Without getting into any of the arguements, let me just mention a few things I noticed.
I was raised on home cooked food, so were my kids. My first kid, who was thin all his life, started college and lived on the cheapest convinience food he could find. He gained a LOT of weight.
I gave him a hand written cookbook, with all the recipes he grew up on. He started cooking . He lost weight and figured it was even cheaper than all the stuff he used to buy before.
My daughter and her friend had their babies about the same time. The kids had their first birthday party together. The friend's little girl only wanted to eat the cupcakes or anything sweet available ( and so did the other kids). My grandson has not even tried anything sweet yet at the time, so he went for veggies.
That said friend cooks, kind of like Paula Deen. A can of this, a box of that, doctor it up, dinner's ready.
For snacks her kid has every kind of sweets available, along with sodas and juices from the carton.
She is a well educated girl, certainly not poor.

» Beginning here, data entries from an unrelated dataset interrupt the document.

//! ISO 11783-10 XML parsing.

use std::str::FromStr;

use anyhow::{anyhow, bail, Context, Result};

use crate::geom::{Degrees, LatLon};
use crate::model::{
    Attrs, Customer, Farm, FarmDb, Field, LineString, LineStringType, Point, PointType, Polygon,
    PolygonType, Swath, SwathDirection, SwathExtension, SwathMethod, SwathType, Value,
};

use super::{parse_document, XmlElem};

pub(crate) const ROOT: &str = "ISO11783_TaskData";

fn missing_attr(elem: &XmlElem, key: &str) -> anyhow::Error {
    anyhow!("attribute \"{key}\" is missing on <{}>", elem.name)
}

fn invalid_attr(elem: &XmlElem, key: &str, value: &str) -> anyhow::Error {
    anyhow!("invalid attribute \"{key}\" = {value} on <{}>", elem.name)
}

fn require_attr<'a>(elem: &'a XmlElem, key: &str) -> Result<&'a str> {
    match elem.attr(key) {
        Some(v) if !v.is_empty() => Ok(v),
        Some(v) => Err(invalid_attr(elem, key, v)),
        None => Err(missing_attr(elem, key)),
    }
}

fn require_parsed<T: FromStr>(elem: &XmlElem, key: &str) -> Result<T> {
    let raw = require_attr(elem, key)?;
    raw.parse().map_err(|_| invalid_attr(elem, key, raw))
}

fn parse_code<T>(elem: &XmlElem, key: &str, from_code: fn(i32) -> Option<T>) -> Result<T> {
    let raw = require_attr(elem, key)?;
    raw.parse::<i32>()
        .ok()
        .and_then(from_code)
        .ok_or_else(|| invalid_attr(elem, key, raw))
}

/// Attributes not in `known`, in document order.
fn other_attrs(elem: &XmlElem, known: &[&str]) -> Attrs {
    elem.attrs
        .iter()
        .filter(|(k, _)| !known.contains(&k.as_str()))
        .cloned()
        .collect()
}

/// Numeric part of an id like `CTR12` (the original also tolerated `CTR-12`).
fn parse_id(prefix: &str, raw: &str) -> Option<i32> {
    let digits = raw.strip_prefix(prefix)?;
    let digits = digits.strip_prefix('-').unwrap_or(digits);
    if digits.is_empty() || !digits.bytes().all(|b| b.is_ascii_digit()) {
        return None;
    }
    digits.parse().ok()
}

fn find_index(ids: &[i32], id: i32) -> Option<usize> {
    ids.iter().position(|&known| known == id)
}

fn parse_point(elem: &XmlElem, expected: Option<&[PointType]>) -> Result<Point> {
    let ty = parse_code(elem, "A", PointType::from_code)?;
    let lat = Degrees(require_parsed::<f64>(elem, "C")?);
    let lon = Degrees(require_parsed::<f64>(elem, "D")?);
    let pos = LatLon::try_new(lat, lon).map_err(|e| anyhow!("<PNT>: {e}"))?;
    if let Some(allowed) = expected {
        if !allowed.contains(&ty) {
            bail!("<PNT>: unexpected point type: {}", ty.name());
        }
    }
    Ok(Point {
        ty,
        pos,
        other_attrs: other_attrs(elem, &["A", "C", "D"]),
    })
}

fn parse_ring(elem: &XmlElem, expected_pt: PointType) -> Result<LineString> {
    let ty = parse_code(elem, "A", LineStringType::from_code)?;
    let mut ring = LineString {
        ty: Some(ty),
        points: Vec::new(),
        other_attrs: other_attrs(elem, &["A"]),
    };
    for child in &elem.children {
        if child.name == "PNT" {
            ring.points.push(parse_point(child, Some(&[expected_pt]))?);
        } else {
            eprintln!("LineString: element ignored: {}", child.name);
        }
    }
    Ok(ring)
}

fn parse_boundary(elem: &XmlElem) -> Result<Polygon> {
    let ty = parse_code(elem, "A", PolygonType::from_code)?;
    if ty != PolygonType::Boundary {
        bail!("<PLN>: unexpected polygon type: {}", ty.name());
    }
    let mut outer: Option<LineString> = None;
    let mut inners = Vec::new();
    for child in &elem.children {
        if child.name != "LSG" {
            eprintln!("Polygon: element ignored: {}", child.name);
            continue;
        }
        let ring = parse_ring(child, PointType::Field)?;
        match ring.ty {
            Some(LineStringType::Exterior) => {
                if outer.is_some() {
                    bail!("<PLN>: multiple exterior rings");
                }
                outer = Some(ring);
            }
            Some(LineStringType::Interior) => inners.push(ring),
            Some(other) => bail!("<PLN>: unexpected LineString type: {}", other.name()),
            None => unreachable!("parse_ring always sets the type"),
        }
    }
    let outer = outer.ok_or_else(|| anyhow!("<PLN>: missing exterior ring"))?;
    if outer.len() < 4 {
        bail!("<PLN>: exterior ring too small");
    }
    for ring in &inners {
        if ring.len() < 4 {
            bail!("<PLN>: interior ring too small");
        }
    }
    Ok(Polygon {
        ty,
        outer,
        inners,
        other_attrs: other_attrs(elem, &["A"]),
    })
}

/// One guidance path: GuideA first, GuidePoints between, GuideB last.
fn parse_swath_path(elem: &XmlElem) -> Result<Vec<LatLon>> {
    let ty = parse_code(elem, "A", LineStringType::from_code)?;
    if ty != LineStringType::Guidance {
        bail!("<LSG>: guidance line expected, got {}", ty.name());
    }
    let mut path = Vec::new();
    let mut first = true;
    let mut closed = false;
    for child in &elem.children {
        if child.name != "PNT" {
            eprintln!("Swath path: element ignored: {}", child.name);
            continue;
        }
        let point = parse_point(child, None)?;
        let bad = match point.ty {
            PointType::GuideA => !first || closed,
            PointType::GuidePoint => first || closed,
            PointType::GuideB => {
                let bad = first || closed;
                closed = true;
                bad
            }
            _ => true,
        };
        if bad {
            bail!("<LSG>: unexpected point type in guidance line: {}", point.ty.name());
        }
        first = false;
        path.push(point.pos);
    }
    Ok(path)
}

/// A GGP guide group: one GPN pattern holding the swath's guidance paths.
fn parse_guide(elem: &XmlElem) -> Result<Swath> {
    let id_raw = require_attr(elem, "A")?;
    let id = parse_id("GGP", id_raw).ok_or_else(|| anyhow!("<GGP>: invalid guide id: {id_raw}"))?;
    let name = require_attr(elem, "B")?.to_string();
    for (k, _) in other_attrs(elem, &["A", "B"]) {
        eprintln!("Guide: attribute ignored: {k}");
    }

    let mut swath: Option<Swath> = None;
    for child in &elem.children {
        if child.name != "GPN" {
            eprintln!("Guide: element ignored: {}", child.name);
            continue;
        }
        if swath.is_some() {
            bail!("<GGP>: more than one guidance pattern");
        }
        let gpn_id_raw = require_attr(child, "A")?;
        let gpn_id = parse_id("GPN", gpn_id_raw)
            .ok_or_else(|| anyhow!("<GPN>: invalid pattern id: {gpn_id_raw}"))?;
        if gpn_id != id {
            bail!("<GPN>: pattern id mismatch: {id_raw} != {gpn_id_raw}");
        }
        if let Some(name2) = child.attr("B") {
            if name2 != name {
                eprintln!("Guide: name mismatch ignored: {name} != {name2}");
            }
        }
        let mut parsed = Swath {
            name: name.clone(),
            ty: parse_code(child, "C", SwathType::from_code)?,
            direction: None,
            extension: None,
            heading: None,
            method: None,
            other_attrs: Vec::new(),
            paths: Vec::new(),
        };
        for (k, v) in &child.attrs {
            match k.as_str() {
                "A" | "B" | "C" => {}
                "E" => {
                    parsed.direction = Some(
                        v.parse::<i32>()
                            .ok()
                            .and_then(SwathDirection::from_code)
                            .ok_or_else(|| invalid_attr(child, "E", v))?,
                    )
                }
                "F" => {
                    parsed.extension = Some(
                        v.parse::<i32>()
                            .ok()
                            .and_then(SwathExtension::from_code)
                            .ok_or_else(|| invalid_attr(child, "F", v))?,
                    )
                }
                "G" => {
                    parsed.heading =
                        Some(Degrees(v.parse().map_err(|_| invalid_attr(child, "G", v))?))
                }
                "I" => {
                    parsed.method = Some(
                        v.parse::<i32>()
                            .ok()
                            .and_then(SwathMethod::from_code)
                            .ok_or_else(|| invalid_attr(child, "I", v))?,
                    )
                }
                _ => parsed.other_attrs.push((k.clone(), v.clone())),
            }
        }
        for path_elem in &child.children {
            if path_elem.name == "LSG" {
                parsed.paths.push(parse_swath_path(path_elem)?);
            } else {
                eprintln!("Guide: pattern element ignored: {}", path_elem.name);
            }
        }
        if parsed.paths.is_empty() {
            bail!("<GPN>: missing guidance path");
        }
        swath = Some(parsed);
    }
    swath.ok_or_else(|| anyhow!("<GGP>: missing guidance pattern"))
}

fn parse_value(elem: &XmlElem) -> Result<Value> {
    Ok(Value {
        id: require_attr(elem, "A")?.to_string(),
        offset: require_parsed(elem, "B")?,
        scale: require_parsed(elem, "C")?,
        decimals: require_parsed(elem, "D")?,
        units: elem.attr("E").unwrap_or_default().to_string(),
        color: elem.attr("F").unwrap_or_default().to_string(),
        other_attrs: other_attrs(elem, &["A", "B", "C", "D", "E", "F"]),
    })
}

/// Parse a whole task-data document.
pub fn read_str(text: &str) -> Result<FarmDb> {
    let root = parse_document(text)?;
    if root.name != ROOT {
        bail!("missing root <{ROOT}>");
    }

    let mut db = FarmDb {
        version_major: require_parsed(&root, "VersionMajor")?,
        version_minor: require_parsed(&root, "VersionMinor")?,
        ..FarmDb::default()
    };

    for (k, v) in &root.attrs {
        match k.as_str() {
            "VersionMajor" | "VersionMinor" => {}
            "DataTransferOrigin" => {
                db.data_transfer_origin = v.parse().map_err(|_| invalid_attr(&root, k, v))?
            }
            "ManagementSoftwareManufacturer" => db.sw_vendor = v.clone(),
            "ManagementSoftwareVersion" => db.sw_version = v.clone(),
            _ => db.other_attrs.push((k.clone(), v.clone())),
        }
    }
    if db.version_major < 0 || db.version_minor < 0 {
        bail!("missing VersionMajor/VersionMinor");
    }

    let mut customer_ids: Vec<i32> = Vec::new();
    let mut farm_ids: Vec<i32> = Vec::new();
    let mut field_ids: Vec<i32> = Vec::new();

    for child in &root.children {
        match child.name.as_str() {
            "CTR" => {
                let id_raw = require_attr(child, "A")?;
                let id = parse_id("CTR", id_raw)
                    .ok_or_else(|| anyhow!("invalid customer id: {id_raw}"))?;
                if customer_ids.contains(&id) {
                    bail!("duplicate customer: {id_raw}");
                }
                customer_ids.push(id);
                db.customers.push(Customer {
                    name: require_attr(child, "B")?.to_string(),
                    other_attrs: other_attrs(child, &["A", "B"]),
                });
            }
            "FRM" => {
                let id_raw = require_attr(child, "A")?;
                let id =
                    parse_id("FRM", id_raw).ok_or_else(|| anyhow!("invalid farm id: {id_raw}"))?;
                if farm_ids.contains(&id) {
                    bail!("duplicate farm: {id_raw}");
                }
                let mut farm = Farm {
                    name: require_attr(child, "B")?.to_string(),
                    customer: None,
                    other_attrs: Vec::new(),
                };
                for (k, v) in &child.attrs {
                    match k.as_str() {
                        "A" | "B" => {}
                        "I" => {
                            let ctr = parse_id("CTR", v)
                                .and_then(|ctr_id| find_index(&customer_ids, ctr_id))
                                .ok_or_else(|| anyhow!("farm {id_raw}: invalid customer id: {v}"))?;
                            farm.customer = Some(ctr);
                        }
                        _ => farm.other_attrs.push((k.clone(), v.clone())),
                    }
                }
                farm_ids.push(id);
                db.farms.push(farm);
            }
            "PFD" => {
                let id_raw = require_attr(child, "A")?;
                let id = parse_id("PFD", id_raw)
                    .ok_or_else(|| anyhow!("invalid field id: {id_raw}"))?;
                if field_ids.contains(&id) {
                    bail!("duplicate field: {id_raw}");
                }
                let mut field = Field {
                    name: require_attr(child, "C")?.to_string(),
                    area: require_parsed(child, "D")?,
                    ..Field::default()
                };
                for (k, v) in &child.attrs {
                    match k.as_str() {
                        "A" | "C" | "D" => {}
                        "B" => field.code = v.clone(),
                        "E" => {
                            let ctr = parse_id("CTR", v)
                                .and_then(|ctr_id| find_index(&customer_ids, ctr_id))
                                .ok_or_else(|| {
                                    anyhow!("field {id_raw}: invalid customer id: {v}")
                                })?;
                            field.customer = Some(ctr);
                        }
                        "F" => {
                            let frm = parse_id("FRM", v)
                                .and_then(|frm_id| find_index(&farm_ids, frm_id))
                                .ok_or_else(|| anyhow!("field {id_raw}: invalid farm id: {v}"))?;
                            field.farm = Some(frm);
                        }
                        _ => field.other_attrs.push((k.clone(), v.clone())),
                    }
                }
                if let Some(farm) = field.farm {
                    if db.farms[farm].customer != field.customer {
                        bail!("field {id_raw}: field/farm customer mismatch");
                    }
                }
                for elem in &child.children {
                    match elem.name.as_str() {
                        "PLN" => field
                            .parts
                            .push(parse_boundary(elem).with_context(|| format!("field {id_raw}"))?),
                        "GGP" => field
                            .swaths
                            .push(parse_guide(elem).with_context(|| format!("field {id_raw}"))?),
                        other => eprintln!("Field: element ignored: {other}"),
                    }
                }
                field.sort_parts_by_area();
                field_ids.push(id);
                db.fields.push(field);
            }
            "VPN" => db.values.push(parse_value(child)?),
            other => eprintln!("Root: element ignored: {other}"),
        }
    }

    Ok(db)
}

My daughter cooks from scratch, my grandson drinks water, has not tried a piece of candy yet and eats a bit of home made cookie sometimes, not on a daily bases.He is almost 3 now.
Standing in line in the store I watch what ppl have in their carts. Interesting, heavy people have the most convinience food there, lots of chips, lots of sodas, hardly ever lots of veggies.
Don't know what their education or financial cituation is.
I have to watch my pennies and cook from scratch. Not only because that's how I was raised and to me everything I cook tastes better than anything from a can, box or frozen dinner tray, but I find it a lot cheaper too.
Do I have a point? I think the reason is probably old habits. America is about convinience and let's face it, it is a lot faster, easier to get something ready made than think about what to cook and then do it too.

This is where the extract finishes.